The Spanish Parliament voted against a proposal blocking arms sales to Saudi Arabia Tuesday, according to a report by Haaretz. The proposal to stop the sales over the ongoing scandal around Saudi journalist Jamal Khashoggi's death was introduced by a mixed group that included deputies from smaller parties, but was rejected by a joint vote by the ruling Socialists and the opposition People's Party.
Antonio Gutiérrez Limones, a Socialist Party MP, asked for "prudence and to wait to find out the facts" before making such a decision, El Nacional reports.
"Spain is a country which meets its international commitments; the decisions taken should be collective, in the headquarters of the European Union," Gutiérrez Limones argued.

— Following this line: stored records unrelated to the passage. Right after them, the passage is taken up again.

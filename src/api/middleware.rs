//! HTTP middleware and shared request plumbing
//!
//! Contains:
//! - Application state
//! - [`AdminError`], the error type every handler returns
//! - Authentication (session cookie) and admin authorization
//! - Error page rendering
//! - [`RequestScope`], the per-request view of the content service

use axum::{
    extract::{FromRequestParts, Request, State},
    http::{header, request::Parts, HeaderMap, StatusCode},
    middleware::Next,
    response::{Html, IntoResponse, Redirect, Response},
};
use std::sync::Arc;
use tera::Context as TeraContext;
use tracing::{error, warn};

use crate::config::SessionConfig;
use crate::models::ContentType;
use crate::services::{
    DashboardSummaryBuilder, HierarchyResolver, PublishCoordinator, SessionData, SessionStore, StagingAggregator,
    StagingError,
};
use crate::store::{AccountStore, ContentStore, StoreError, StoreFactory};
use crate::views::{page_context, Navigation, Section, ViewEngine, ViewError};

pub const SESSION_COOKIE: &str = "session";

/// Application state shared by all handlers
#[derive(Clone)]
pub struct AppState {
    pub stores: Arc<dyn StoreFactory>,
    pub sessions: Arc<SessionStore>,
    pub views: Arc<ViewEngine>,
    pub session_config: Arc<SessionConfig>,
}

/// Signed-in session attached to the request by [`require_auth`]
#[derive(Debug, Clone)]
pub struct CurrentSession {
    pub id: String,
    pub data: SessionData,
}

/// Error page to render for a response
#[derive(Debug, Clone, Copy, PartialEq, Eq)]
pub enum ErrorPage {
    NotFound,
    Client { status: u16 },
}

/// Handler error
#[derive(Debug)]
pub enum AdminError {
    /// Missing entity or malformed id, recovered with a redirect
    NotFound { redirect_to: String },
    /// Dangling parent reference, recovered with a redirect to the root
    BrokenHierarchy,
    /// The content service rejected the session credential
    Unauthorized,
    /// The sign-in form was rejected
    InvalidLogin,
    /// Any other content service failure
    Upstream { status: u16 },
    /// Re-rendered form with field errors
    Validation(String),
    /// Unknown page, or a page the session may not see
    PageNotFound,
    Internal(String),
}

impl AdminError {
    pub fn not_found(redirect_to: impl Into<String>) -> Self {
        AdminError::NotFound {
            redirect_to: redirect_to.into(),
        }
    }

    /// Redirect a not-found error somewhere more specific
    pub fn or_redirect(self, path: impl Into<String>) -> Self {
        match self {
            AdminError::NotFound { .. } => AdminError::not_found(path),
            other => other,
        }
    }
}

/// List page of a content type, or the dashboard for nested types
pub fn list_path(kind: ContentType) -> String {
    if kind.descriptor().is_nested() {
        "/dashboard".to_string()
    } else {
        format!("/{}", kind.collection())
    }
}

impl From<StoreError> for AdminError {
    fn from(err: StoreError) -> Self {
        match err {
            StoreError::Unauthorized => AdminError::Unauthorized,
            StoreError::NotFound => AdminError::not_found("/dashboard"),
            other => {
                warn!("Content service error: {}", other);
                AdminError::Upstream { status: other.status() }
            }
        }
    }
}

impl From<StagingError> for AdminError {
    fn from(err: StagingError) -> Self {
        match err {
            StagingError::NotFound { kind, .. } => AdminError::not_found(list_path(kind)),
            StagingError::NotPublishable(_) => AdminError::PageNotFound,
            StagingError::Store(e) => e.into(),
        }
    }
}

impl From<ViewError> for AdminError {
    fn from(err: ViewError) -> Self {
        AdminError::Internal(err.to_string())
    }
}

impl IntoResponse for AdminError {
    fn into_response(self) -> Response {
        match self {
            AdminError::NotFound { redirect_to } => {
                warn!("Not found, redirecting to {}", redirect_to);
                Redirect::to(&redirect_to).into_response()
            }
            AdminError::BrokenHierarchy => {
                warn!("Broken hierarchy, redirecting to root");
                Redirect::to("/").into_response()
            }
            AdminError::Unauthorized => Redirect::to("/signout").into_response(),
            AdminError::InvalidLogin => Redirect::to("/signin?invalid_login=true").into_response(),
            AdminError::Upstream { status } => {
                let code = StatusCode::from_u16(status)
                    .ok()
                    .filter(|s| s.is_client_error() || s.is_server_error())
                    .unwrap_or(StatusCode::BAD_GATEWAY);
                let mut response = code.into_response();
                response.extensions_mut().insert(ErrorPage::Client { status });
                response
            }
            AdminError::Validation(html) => (StatusCode::UNPROCESSABLE_ENTITY, Html(html)).into_response(),
            AdminError::PageNotFound => {
                let mut response = StatusCode::NOT_FOUND.into_response();
                response.extensions_mut().insert(ErrorPage::NotFound);
                response
            }
            AdminError::Internal(message) => {
                error!("Internal error: {}", message);
                let mut response = StatusCode::INTERNAL_SERVER_ERROR.into_response();
                response.extensions_mut().insert(ErrorPage::Client { status: 500 });
                response
            }
        }
    }
}

/// Extract the session id from the cookie header
pub fn extract_session_id(headers: &HeaderMap) -> Option<String> {
    let cookies = headers.get(header::COOKIE)?.to_str().ok()?;
    cookies
        .split(';')
        .filter_map(|cookie| cookie.trim().strip_prefix("session="))
        .find(|value| !value.is_empty())
        .map(str::to_string)
}

/// `Set-Cookie` value starting a session
pub fn session_cookie(id: &str, config: &SessionConfig) -> String {
    let mut cookie = format!(
        "{}={}; Path=/; HttpOnly; SameSite=Lax; Max-Age={}",
        SESSION_COOKIE, id, config.ttl_seconds
    );
    if config.secure_cookie {
        cookie.push_str("; Secure");
    }
    cookie
}

/// `Set-Cookie` value ending a session
pub fn clear_session_cookie() -> String {
    format!("{}=; Path=/; HttpOnly; SameSite=Lax; Max-Age=0", SESSION_COOKIE)
}

/// Authentication middleware, sends signed-out visitors to the sign-in page
pub async fn require_auth(State(state): State<AppState>, mut request: Request, next: Next) -> Response {
    let Some(id) = extract_session_id(request.headers()) else {
        return Redirect::to("/signin").into_response();
    };
    let Some(data) = state.sessions.get(&id).await else {
        return Redirect::to("/signin").into_response();
    };

    request.extensions_mut().insert(CurrentSession { id, data });
    next.run(request).await
}

/// Admin authorization middleware; other sessions see the 404 page
pub async fn require_admin(request: Request, next: Next) -> Result<Response, AdminError> {
    let is_admin = request
        .extensions()
        .get::<CurrentSession>()
        .is_some_and(|session| session.data.is_admin);
    if !is_admin {
        return Err(AdminError::PageNotFound);
    }
    Ok(next.run(request).await)
}

/// Render responses carrying an [`ErrorPage`]
pub async fn render_error_pages(State(state): State<AppState>, request: Request, next: Next) -> Response {
    let session_id = extract_session_id(request.headers());
    let response = next.run(request).await;

    let Some(page) = response.extensions().get::<ErrorPage>().copied() else {
        return response;
    };

    let session = match session_id {
        Some(id) => state.sessions.get(&id).await,
        None => None,
    };
    let mut context = page_context(&Navigation::for_session(session.as_ref()));
    let template = match page {
        ErrorPage::NotFound => "404.html",
        ErrorPage::Client { status } => {
            context.insert("status", &status);
            "client-error.html"
        }
    };
    let body = state.views.render_with_fallback(template, &context);
    (response.status(), Html(body)).into_response()
}

/// Per-request access to the content service and templates
pub struct RequestScope {
    pub session: SessionData,
    pub content: Arc<dyn ContentStore>,
    pub accounts: Arc<dyn AccountStore>,
    pub views: Arc<ViewEngine>,
}

impl FromRequestParts<AppState> for RequestScope {
    type Rejection = AdminError;

    async fn from_request_parts(parts: &mut Parts, state: &AppState) -> Result<Self, Self::Rejection> {
        let session = parts
            .extensions
            .get::<CurrentSession>()
            .map(|current| current.data.clone())
            .ok_or(AdminError::Unauthorized)?;
        let token = Some(session.auth_token.as_str());
        Ok(Self {
            content: state.stores.content(token),
            accounts: state.stores.accounts(token),
            views: state.views.clone(),
            session,
        })
    }
}

impl RequestScope {
    pub fn aggregator(&self) -> StagingAggregator {
        StagingAggregator::new(self.content.clone())
    }

    pub fn resolver(&self) -> HierarchyResolver {
        HierarchyResolver::new(self.content.clone())
    }

    pub fn publisher(&self) -> PublishCoordinator {
        PublishCoordinator::new(self.content.clone())
    }

    pub fn dashboard(&self) -> DashboardSummaryBuilder {
        DashboardSummaryBuilder::new(self.aggregator())
    }

    /// Base template context for a page in the given section
    pub fn page(&self, section: Section) -> TeraContext {
        page_context(&Navigation::new(section, Some(&self.session)))
    }

    pub fn render(&self, template: &str, context: &TeraContext) -> Result<Html<String>, AdminError> {
        Ok(Html(self.views.render(template, context)?))
    }
}

#[cfg(test)]
mod tests {
    use super::*;
    use axum::http::HeaderValue;

    #[test]
    fn test_extract_session_id() {
        let mut headers = HeaderMap::new();
        assert_eq!(extract_session_id(&headers), None);

        headers.insert(header::COOKIE, HeaderValue::from_static("theme=dark; session=abc-123"));
        assert_eq!(extract_session_id(&headers), Some("abc-123".to_string()));

        headers.insert(header::COOKIE, HeaderValue::from_static("session="));
        assert_eq!(extract_session_id(&headers), None);
    }

    #[test]
    fn test_session_cookie() {
        let config = SessionConfig {
            ttl_seconds: 60,
            secure_cookie: true,
        };
        assert_eq!(
            session_cookie("id", &config),
            "session=id; Path=/; HttpOnly; SameSite=Lax; Max-Age=60; Secure"
        );
        assert!(clear_session_cookie().ends_with("Max-Age=0"));
    }

    #[test]
    fn test_store_error_mapping() {
        assert!(matches!(AdminError::from(StoreError::Unauthorized), AdminError::Unauthorized));
        assert!(matches!(
            AdminError::from(StoreError::Http(503)),
            AdminError::Upstream { status: 503 }
        ));
    }

    #[test]
    fn test_staging_not_found_redirects_to_list() {
        let err = AdminError::from(StagingError::NotFound {
            kind: ContentType::VideoSeries,
            id: 1,
        });
        assert!(matches!(err, AdminError::NotFound { ref redirect_to } if redirect_to == "/videoSeries"));

        let err = AdminError::from(StagingError::NotFound {
            kind: ContentType::Timing,
            id: 1,
        })
        .or_redirect("/models/3/stages/4");
        assert!(matches!(err, AdminError::NotFound { ref redirect_to } if redirect_to == "/models/3/stages/4"));
    }

    #[test]
    fn test_responses() {
        let response = AdminError::Unauthorized.into_response();
        assert_eq!(response.status(), StatusCode::SEE_OTHER);
        assert_eq!(response.headers()[header::LOCATION], "/signout");

        let response = AdminError::Upstream { status: 503 }.into_response();
        assert_eq!(response.status(), StatusCode::SERVICE_UNAVAILABLE);
        assert_eq!(
            response.extensions().get::<ErrorPage>(),
            Some(&ErrorPage::Client { status: 503 })
        );

        let response = AdminError::BrokenHierarchy.into_response();
        assert_eq!(response.headers()[header::LOCATION], "/");
    }
}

The vote puts Spain and Sweden, whose Prime Minister Stefan Löfven also announced his decision not to stop Sweden's arms sales to Saudi Arabia Tuesday, into the club of countries that have decided not to cut their arms contracts with Riyadh over the ongoing Khashoggi scandal. France and the UK, which are considered Riyadh's two biggest suppliers, have also declined to cut arms sales so far. Germany, the fourth-biggest exporter of weapons to Saudi Arabia, however, announced Sunday that it would halt its arms sales to the kingdom.
The $10 million arms deal, which includes a sale 400 laser-guided bombs, was previously halted in September over concerns that the weapons could be used in the war in Yemen. The decision to halt the sales was reversed mere days after its announcement.